**Work to be completed**
Exactly as written, transcribe the lines that run from the one containing "config.validate().unwrap();" to the end of the records below.

[Source records]
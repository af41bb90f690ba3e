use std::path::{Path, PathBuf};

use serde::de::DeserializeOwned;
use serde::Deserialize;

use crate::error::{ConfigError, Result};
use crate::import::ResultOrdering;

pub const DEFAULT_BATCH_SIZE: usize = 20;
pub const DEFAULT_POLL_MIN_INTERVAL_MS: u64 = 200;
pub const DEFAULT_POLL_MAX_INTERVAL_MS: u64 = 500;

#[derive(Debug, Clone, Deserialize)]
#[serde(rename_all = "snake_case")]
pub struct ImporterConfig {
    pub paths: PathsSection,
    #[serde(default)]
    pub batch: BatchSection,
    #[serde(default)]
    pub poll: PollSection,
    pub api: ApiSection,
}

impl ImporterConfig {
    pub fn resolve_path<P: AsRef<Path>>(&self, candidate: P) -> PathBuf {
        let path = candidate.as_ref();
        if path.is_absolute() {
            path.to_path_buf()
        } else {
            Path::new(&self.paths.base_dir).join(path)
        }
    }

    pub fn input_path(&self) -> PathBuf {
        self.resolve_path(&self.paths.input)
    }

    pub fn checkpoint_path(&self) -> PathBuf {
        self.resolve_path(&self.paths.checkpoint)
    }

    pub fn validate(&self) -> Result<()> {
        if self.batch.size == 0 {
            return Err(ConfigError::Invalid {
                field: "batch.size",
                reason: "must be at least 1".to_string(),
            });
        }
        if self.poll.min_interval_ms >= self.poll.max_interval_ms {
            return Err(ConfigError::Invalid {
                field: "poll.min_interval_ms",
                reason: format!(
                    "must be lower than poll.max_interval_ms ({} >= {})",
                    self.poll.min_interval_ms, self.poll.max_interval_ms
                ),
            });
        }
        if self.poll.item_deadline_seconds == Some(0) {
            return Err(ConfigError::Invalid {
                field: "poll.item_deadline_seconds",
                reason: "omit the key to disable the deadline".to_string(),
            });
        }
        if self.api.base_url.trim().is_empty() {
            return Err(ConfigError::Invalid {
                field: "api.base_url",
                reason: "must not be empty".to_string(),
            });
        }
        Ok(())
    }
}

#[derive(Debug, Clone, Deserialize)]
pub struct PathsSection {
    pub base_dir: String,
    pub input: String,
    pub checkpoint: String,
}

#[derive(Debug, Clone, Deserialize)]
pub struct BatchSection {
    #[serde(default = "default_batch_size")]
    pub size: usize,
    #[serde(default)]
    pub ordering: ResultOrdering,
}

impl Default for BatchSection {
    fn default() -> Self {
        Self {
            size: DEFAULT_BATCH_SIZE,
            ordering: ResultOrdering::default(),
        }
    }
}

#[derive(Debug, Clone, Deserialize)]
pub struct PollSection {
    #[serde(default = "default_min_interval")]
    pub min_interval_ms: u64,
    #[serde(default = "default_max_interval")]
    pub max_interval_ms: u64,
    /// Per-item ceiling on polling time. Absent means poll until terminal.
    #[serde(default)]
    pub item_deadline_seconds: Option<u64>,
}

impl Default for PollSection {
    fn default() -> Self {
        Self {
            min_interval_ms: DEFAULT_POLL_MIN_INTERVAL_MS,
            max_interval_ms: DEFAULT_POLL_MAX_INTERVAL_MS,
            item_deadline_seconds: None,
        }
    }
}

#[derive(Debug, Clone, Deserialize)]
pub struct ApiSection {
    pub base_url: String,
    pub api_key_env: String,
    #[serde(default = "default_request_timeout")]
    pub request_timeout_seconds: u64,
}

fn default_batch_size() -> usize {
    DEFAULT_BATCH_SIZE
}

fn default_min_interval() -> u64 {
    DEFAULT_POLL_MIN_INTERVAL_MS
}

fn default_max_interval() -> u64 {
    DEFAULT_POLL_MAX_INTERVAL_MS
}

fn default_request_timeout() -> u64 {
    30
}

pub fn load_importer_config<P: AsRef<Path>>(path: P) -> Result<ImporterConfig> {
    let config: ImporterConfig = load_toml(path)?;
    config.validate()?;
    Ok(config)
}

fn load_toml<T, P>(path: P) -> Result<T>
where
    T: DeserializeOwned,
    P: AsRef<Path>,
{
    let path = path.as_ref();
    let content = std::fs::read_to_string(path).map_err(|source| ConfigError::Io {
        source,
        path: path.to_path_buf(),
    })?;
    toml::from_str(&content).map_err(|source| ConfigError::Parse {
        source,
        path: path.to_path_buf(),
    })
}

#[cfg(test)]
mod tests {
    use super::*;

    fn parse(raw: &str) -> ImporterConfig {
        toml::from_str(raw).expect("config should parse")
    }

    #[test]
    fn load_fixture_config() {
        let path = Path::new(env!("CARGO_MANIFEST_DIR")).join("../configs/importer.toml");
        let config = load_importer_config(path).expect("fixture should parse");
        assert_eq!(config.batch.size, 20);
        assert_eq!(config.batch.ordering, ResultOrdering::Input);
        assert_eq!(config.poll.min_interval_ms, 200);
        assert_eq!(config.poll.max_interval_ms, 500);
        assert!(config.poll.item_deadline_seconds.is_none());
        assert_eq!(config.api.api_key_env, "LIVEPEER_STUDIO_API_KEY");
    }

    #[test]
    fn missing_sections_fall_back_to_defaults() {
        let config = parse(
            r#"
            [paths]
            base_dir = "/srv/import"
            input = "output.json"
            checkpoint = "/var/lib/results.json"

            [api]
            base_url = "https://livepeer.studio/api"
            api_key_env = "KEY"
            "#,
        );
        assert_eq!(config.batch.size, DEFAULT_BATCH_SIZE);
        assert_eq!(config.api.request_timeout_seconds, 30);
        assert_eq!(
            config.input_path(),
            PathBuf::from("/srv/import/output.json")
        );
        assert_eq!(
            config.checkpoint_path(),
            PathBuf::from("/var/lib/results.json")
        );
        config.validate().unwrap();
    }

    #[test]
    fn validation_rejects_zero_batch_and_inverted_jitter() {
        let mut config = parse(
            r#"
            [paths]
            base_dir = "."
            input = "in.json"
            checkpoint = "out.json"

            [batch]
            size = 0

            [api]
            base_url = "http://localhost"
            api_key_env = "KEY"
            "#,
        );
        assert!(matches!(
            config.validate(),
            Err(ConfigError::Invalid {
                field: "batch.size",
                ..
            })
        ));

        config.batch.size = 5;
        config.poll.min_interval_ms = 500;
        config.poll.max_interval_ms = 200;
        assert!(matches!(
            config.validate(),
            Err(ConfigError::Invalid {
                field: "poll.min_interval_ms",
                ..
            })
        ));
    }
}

**Answer area**
        config.validate().unwrap();
    }

    #[test]
    fn validation_rejects_zero_batch_and_inverted_jitter() {
        let mut config = parse(
            r#"
            [paths]
            base_dir = "."
            input = "in.json"
            checkpoint = "out.json"

            [batch]
            size = 0

            [api]
            base_url = "http://localhost"
            api_key_env = "KEY"
            "#,
        );
        assert!(matches!(
            config.validate(),
            Err(ConfigError::Invalid {
                field: "batch.size",
                ..
            })
        ));

        config.batch.size = 5;
        config.poll.min_interval_ms = 500;
        config.poll.max_interval_ms = 200;
        assert!(matches!(
            config.validate(),
            Err(ConfigError::Invalid {
                field: "poll.min_interval_ms",
                ..
            })
        ));
    }
}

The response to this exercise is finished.